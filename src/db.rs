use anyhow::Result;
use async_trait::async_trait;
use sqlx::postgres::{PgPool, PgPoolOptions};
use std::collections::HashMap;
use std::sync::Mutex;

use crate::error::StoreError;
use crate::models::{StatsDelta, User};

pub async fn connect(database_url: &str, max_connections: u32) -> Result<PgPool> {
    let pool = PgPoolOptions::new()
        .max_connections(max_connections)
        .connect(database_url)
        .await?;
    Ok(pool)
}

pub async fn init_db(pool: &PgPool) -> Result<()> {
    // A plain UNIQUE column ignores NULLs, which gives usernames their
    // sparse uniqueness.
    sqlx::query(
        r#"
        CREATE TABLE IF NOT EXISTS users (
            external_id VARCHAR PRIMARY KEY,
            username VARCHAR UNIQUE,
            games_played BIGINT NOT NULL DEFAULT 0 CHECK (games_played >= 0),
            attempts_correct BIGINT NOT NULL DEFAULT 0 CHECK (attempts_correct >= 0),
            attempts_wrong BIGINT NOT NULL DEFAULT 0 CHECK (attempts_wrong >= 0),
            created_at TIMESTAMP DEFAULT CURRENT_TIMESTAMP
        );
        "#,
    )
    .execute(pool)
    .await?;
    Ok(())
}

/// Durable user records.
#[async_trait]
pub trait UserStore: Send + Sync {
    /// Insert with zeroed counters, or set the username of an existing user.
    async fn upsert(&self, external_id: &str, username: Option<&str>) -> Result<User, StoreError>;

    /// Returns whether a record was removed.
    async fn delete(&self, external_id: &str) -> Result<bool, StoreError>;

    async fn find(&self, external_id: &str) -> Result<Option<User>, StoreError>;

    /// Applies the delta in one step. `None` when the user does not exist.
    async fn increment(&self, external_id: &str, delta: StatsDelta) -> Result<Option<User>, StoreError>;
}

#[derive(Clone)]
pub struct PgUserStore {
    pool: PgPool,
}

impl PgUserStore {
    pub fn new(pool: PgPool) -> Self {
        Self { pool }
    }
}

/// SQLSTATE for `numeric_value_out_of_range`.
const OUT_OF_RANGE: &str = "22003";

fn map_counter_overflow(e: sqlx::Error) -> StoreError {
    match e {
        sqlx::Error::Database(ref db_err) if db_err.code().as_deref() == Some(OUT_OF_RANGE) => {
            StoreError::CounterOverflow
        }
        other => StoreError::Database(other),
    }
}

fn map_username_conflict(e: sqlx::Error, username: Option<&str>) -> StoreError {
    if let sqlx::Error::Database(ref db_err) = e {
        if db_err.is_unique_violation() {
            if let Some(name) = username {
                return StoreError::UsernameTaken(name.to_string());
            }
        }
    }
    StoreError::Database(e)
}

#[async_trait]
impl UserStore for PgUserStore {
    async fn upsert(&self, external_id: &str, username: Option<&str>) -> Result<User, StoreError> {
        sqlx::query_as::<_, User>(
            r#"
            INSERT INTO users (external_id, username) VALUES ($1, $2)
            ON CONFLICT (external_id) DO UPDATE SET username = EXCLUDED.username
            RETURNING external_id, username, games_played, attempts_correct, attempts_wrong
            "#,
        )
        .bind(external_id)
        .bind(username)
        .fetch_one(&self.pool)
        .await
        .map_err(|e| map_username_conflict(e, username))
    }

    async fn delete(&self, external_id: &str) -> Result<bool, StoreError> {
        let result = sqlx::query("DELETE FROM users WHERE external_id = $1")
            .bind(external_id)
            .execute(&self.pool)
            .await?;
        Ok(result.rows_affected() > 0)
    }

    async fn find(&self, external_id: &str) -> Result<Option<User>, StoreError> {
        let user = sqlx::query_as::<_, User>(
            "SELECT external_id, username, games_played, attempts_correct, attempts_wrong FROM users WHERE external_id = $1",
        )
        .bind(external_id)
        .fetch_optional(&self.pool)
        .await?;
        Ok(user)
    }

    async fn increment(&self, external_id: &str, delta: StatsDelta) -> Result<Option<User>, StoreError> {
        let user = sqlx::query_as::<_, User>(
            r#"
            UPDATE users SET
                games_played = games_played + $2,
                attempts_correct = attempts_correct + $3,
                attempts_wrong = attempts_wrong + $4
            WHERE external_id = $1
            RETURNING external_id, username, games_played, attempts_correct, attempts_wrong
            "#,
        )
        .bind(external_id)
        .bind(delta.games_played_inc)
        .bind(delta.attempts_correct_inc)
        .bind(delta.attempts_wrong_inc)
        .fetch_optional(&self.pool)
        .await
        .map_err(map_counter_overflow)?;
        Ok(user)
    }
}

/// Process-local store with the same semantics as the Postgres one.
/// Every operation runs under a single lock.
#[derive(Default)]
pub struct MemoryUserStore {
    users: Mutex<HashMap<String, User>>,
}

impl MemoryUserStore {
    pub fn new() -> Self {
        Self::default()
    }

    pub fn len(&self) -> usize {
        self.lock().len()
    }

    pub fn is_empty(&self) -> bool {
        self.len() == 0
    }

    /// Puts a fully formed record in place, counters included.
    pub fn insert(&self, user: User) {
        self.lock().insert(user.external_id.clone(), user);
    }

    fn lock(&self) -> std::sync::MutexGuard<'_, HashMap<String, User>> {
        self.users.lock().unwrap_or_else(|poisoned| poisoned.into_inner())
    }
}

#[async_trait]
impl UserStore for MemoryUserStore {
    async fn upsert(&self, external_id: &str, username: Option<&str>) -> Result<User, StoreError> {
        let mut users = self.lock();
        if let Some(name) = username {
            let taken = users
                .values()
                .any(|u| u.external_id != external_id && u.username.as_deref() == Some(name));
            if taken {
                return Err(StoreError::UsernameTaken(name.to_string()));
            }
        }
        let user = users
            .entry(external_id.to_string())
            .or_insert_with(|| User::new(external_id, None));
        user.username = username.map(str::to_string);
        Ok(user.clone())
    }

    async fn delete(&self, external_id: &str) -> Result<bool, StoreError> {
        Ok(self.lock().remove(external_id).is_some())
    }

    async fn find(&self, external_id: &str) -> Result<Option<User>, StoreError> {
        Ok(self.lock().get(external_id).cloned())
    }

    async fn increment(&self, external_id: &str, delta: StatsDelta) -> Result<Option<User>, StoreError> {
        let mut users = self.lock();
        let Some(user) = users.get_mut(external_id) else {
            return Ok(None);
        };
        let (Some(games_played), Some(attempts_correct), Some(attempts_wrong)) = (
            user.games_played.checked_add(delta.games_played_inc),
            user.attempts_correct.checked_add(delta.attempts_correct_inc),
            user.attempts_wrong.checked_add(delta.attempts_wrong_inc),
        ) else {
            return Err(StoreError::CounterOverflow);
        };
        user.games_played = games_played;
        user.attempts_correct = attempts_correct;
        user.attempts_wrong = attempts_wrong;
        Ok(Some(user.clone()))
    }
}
········
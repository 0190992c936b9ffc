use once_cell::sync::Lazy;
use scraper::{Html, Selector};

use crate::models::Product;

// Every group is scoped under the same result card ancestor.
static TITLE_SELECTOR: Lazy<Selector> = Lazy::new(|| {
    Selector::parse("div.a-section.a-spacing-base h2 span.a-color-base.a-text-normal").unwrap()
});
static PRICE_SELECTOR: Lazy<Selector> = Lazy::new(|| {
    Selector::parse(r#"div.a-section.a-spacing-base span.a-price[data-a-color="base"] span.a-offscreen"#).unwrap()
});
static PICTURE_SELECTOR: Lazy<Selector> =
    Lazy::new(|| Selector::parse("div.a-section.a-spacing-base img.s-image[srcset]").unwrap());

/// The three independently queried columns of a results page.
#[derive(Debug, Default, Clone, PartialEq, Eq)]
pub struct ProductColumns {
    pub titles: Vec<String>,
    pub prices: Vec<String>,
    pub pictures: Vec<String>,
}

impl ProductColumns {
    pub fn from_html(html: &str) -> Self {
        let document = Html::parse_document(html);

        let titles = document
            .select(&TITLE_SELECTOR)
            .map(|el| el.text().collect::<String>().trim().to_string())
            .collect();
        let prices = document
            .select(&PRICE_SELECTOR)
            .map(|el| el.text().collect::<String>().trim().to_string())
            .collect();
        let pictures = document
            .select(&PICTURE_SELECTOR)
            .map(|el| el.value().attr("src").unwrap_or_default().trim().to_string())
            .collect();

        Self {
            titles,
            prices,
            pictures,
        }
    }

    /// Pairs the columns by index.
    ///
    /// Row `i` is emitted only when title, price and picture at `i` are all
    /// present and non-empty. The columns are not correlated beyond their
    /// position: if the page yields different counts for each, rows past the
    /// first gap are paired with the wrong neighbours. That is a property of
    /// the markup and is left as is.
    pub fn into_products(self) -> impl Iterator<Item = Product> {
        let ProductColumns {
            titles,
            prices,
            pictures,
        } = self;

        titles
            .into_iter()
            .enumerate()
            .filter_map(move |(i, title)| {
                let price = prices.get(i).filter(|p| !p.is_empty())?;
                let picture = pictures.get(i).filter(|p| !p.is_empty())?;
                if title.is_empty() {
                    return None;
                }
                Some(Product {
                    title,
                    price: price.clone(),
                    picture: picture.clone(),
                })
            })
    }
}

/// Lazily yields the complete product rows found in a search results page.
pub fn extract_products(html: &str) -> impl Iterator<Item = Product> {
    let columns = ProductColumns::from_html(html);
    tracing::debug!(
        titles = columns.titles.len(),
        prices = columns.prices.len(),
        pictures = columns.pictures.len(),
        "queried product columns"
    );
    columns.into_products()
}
········
*Task to complete*.
Wherever the line holding "pub fn new()" falls in the entries above, copy exactly from it through the line holding "let Some(user) = users.get_mut(external_id)", inclusive, and add nothing.

*Answer section*.
    pub fn new() -> Self {
        Self::default()
    }

    pub fn len(&self) -> usize {
        self.lock().len()
    }

    pub fn is_empty(&self) -> bool {
        self.len() == 0
    }

    /// Puts a fully formed record in place, counters included.
    pub fn insert(&self, user: User) {
        self.lock().insert(user.external_id.clone(), user);
    }

    fn lock(&self) -> std::sync::MutexGuard<'_, HashMap<String, User>> {
        self.users.lock().unwrap_or_else(|poisoned| poisoned.into_inner())
    }
}

#[async_trait]
impl UserStore for MemoryUserStore {
    async fn upsert(&self, external_id: &str, username: Option<&str>) -> Result<User, StoreError> {
        let mut users = self.lock();
        if let Some(name) = username {
            let taken = users
                .values()
                .any(|u| u.external_id != external_id && u.username.as_deref() == Some(name));
            if taken {
                return Err(StoreError::UsernameTaken(name.to_string()));
            }
        }
        let user = users
            .entry(external_id.to_string())
            .or_insert_with(|| User::new(external_id, None));
        user.username = username.map(str::to_string);
        Ok(user.clone())
    }

    async fn delete(&self, external_id: &str) -> Result<bool, StoreError> {
        Ok(self.lock().remove(external_id).is_some())
    }

    async fn find(&self, external_id: &str) -> Result<Option<User>, StoreError> {
        Ok(self.lock().get(external_id).cloned())
    }

    async fn increment(&self, external_id: &str, delta: StatsDelta) -> Result<Option<User>, StoreError> {
        let mut users = self.lock();
        let Some(user) = users.get_mut(external_id) else {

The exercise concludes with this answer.